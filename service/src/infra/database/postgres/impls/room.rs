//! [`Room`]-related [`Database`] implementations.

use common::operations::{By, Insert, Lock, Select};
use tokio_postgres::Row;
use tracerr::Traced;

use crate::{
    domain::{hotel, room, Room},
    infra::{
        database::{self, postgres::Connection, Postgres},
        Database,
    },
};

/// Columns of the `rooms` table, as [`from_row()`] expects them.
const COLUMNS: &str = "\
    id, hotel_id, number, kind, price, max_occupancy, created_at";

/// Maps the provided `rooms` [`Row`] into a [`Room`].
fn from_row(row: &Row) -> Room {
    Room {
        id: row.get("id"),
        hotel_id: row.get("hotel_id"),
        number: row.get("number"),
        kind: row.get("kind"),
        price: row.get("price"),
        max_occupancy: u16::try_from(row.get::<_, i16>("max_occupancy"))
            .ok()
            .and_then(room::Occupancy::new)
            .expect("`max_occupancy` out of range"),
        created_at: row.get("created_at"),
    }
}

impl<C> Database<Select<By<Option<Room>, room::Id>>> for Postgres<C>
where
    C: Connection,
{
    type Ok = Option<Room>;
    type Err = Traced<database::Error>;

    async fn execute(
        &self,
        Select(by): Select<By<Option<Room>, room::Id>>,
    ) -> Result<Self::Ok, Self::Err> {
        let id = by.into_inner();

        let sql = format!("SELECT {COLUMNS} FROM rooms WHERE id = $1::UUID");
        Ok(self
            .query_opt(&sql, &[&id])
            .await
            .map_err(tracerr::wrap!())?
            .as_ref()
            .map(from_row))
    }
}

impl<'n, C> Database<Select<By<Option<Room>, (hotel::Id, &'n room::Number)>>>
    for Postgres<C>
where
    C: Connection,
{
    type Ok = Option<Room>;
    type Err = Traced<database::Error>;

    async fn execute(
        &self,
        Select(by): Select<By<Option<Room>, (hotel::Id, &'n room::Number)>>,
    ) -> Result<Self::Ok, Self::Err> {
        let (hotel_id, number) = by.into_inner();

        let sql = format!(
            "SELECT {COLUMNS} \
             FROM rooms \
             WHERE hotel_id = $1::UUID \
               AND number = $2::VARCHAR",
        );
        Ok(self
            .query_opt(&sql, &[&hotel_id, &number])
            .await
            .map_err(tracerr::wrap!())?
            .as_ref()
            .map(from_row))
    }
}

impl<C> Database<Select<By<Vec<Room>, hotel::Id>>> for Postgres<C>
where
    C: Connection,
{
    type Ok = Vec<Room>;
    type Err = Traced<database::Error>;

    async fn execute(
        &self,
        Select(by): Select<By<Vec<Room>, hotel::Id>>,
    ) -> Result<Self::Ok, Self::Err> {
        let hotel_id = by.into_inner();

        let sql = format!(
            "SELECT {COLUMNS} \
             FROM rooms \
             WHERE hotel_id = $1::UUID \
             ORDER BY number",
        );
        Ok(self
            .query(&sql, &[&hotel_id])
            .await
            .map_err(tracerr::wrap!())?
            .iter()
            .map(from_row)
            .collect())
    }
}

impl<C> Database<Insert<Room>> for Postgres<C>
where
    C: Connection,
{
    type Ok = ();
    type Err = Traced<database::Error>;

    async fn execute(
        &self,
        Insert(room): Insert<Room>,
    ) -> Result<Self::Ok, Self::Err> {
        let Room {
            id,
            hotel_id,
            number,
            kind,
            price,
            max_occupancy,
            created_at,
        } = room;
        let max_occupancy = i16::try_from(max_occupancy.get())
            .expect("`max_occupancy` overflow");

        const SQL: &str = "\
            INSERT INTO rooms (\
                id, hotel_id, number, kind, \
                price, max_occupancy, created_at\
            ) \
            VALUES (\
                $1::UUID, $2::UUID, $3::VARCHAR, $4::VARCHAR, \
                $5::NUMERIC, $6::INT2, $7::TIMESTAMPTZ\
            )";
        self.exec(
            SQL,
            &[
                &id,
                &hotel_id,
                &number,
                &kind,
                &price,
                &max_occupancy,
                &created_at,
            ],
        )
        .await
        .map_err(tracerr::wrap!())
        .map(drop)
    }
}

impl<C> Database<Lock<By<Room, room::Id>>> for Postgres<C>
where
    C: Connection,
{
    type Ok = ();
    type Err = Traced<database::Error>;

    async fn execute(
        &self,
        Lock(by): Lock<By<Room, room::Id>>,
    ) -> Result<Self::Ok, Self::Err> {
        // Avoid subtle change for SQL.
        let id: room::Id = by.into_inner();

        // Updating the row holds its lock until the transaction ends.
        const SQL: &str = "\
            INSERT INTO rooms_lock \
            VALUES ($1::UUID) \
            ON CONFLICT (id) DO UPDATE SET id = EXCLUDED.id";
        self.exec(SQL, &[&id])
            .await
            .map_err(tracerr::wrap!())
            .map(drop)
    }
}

---

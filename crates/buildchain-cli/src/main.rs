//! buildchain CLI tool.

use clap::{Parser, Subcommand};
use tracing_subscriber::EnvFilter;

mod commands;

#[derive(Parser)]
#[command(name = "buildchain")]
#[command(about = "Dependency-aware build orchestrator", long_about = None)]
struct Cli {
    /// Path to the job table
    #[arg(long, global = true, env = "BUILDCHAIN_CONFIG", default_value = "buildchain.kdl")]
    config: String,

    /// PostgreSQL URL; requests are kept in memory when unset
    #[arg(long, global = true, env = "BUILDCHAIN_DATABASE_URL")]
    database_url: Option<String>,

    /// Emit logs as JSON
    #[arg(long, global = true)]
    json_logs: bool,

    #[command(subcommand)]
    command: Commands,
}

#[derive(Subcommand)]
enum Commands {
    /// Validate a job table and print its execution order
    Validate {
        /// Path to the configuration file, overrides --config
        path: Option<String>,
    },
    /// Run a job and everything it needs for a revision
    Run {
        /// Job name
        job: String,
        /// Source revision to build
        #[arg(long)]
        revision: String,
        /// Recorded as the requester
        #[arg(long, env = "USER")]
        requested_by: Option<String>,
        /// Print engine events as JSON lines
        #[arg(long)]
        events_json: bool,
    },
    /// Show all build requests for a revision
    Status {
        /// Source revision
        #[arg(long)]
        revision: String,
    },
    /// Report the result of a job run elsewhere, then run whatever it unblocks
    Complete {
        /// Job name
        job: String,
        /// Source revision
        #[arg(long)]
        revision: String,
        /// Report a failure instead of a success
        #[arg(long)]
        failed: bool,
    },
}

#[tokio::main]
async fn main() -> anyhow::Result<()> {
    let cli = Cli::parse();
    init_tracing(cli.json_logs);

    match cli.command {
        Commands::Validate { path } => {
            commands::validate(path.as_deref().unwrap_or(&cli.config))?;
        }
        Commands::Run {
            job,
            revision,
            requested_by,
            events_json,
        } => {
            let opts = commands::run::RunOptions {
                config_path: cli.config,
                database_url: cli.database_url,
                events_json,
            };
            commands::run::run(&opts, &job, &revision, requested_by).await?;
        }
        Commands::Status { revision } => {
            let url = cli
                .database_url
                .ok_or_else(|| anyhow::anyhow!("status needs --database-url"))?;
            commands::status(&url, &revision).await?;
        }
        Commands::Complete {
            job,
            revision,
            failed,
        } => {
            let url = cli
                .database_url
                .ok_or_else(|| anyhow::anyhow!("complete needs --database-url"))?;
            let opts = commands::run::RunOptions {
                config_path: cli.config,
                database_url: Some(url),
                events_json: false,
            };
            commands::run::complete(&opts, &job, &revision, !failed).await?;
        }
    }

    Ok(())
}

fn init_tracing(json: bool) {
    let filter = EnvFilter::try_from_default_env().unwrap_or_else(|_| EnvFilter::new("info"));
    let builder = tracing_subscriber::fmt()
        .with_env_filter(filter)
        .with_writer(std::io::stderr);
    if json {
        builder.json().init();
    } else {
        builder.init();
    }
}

What is being asked
Each line in the listing that contains "table" should be returned.

Written reply
/// Columns of the `rooms` table, as [`from_row()`] expects them.
    /// Path to the job table
    /// Validate a job table and print its execution order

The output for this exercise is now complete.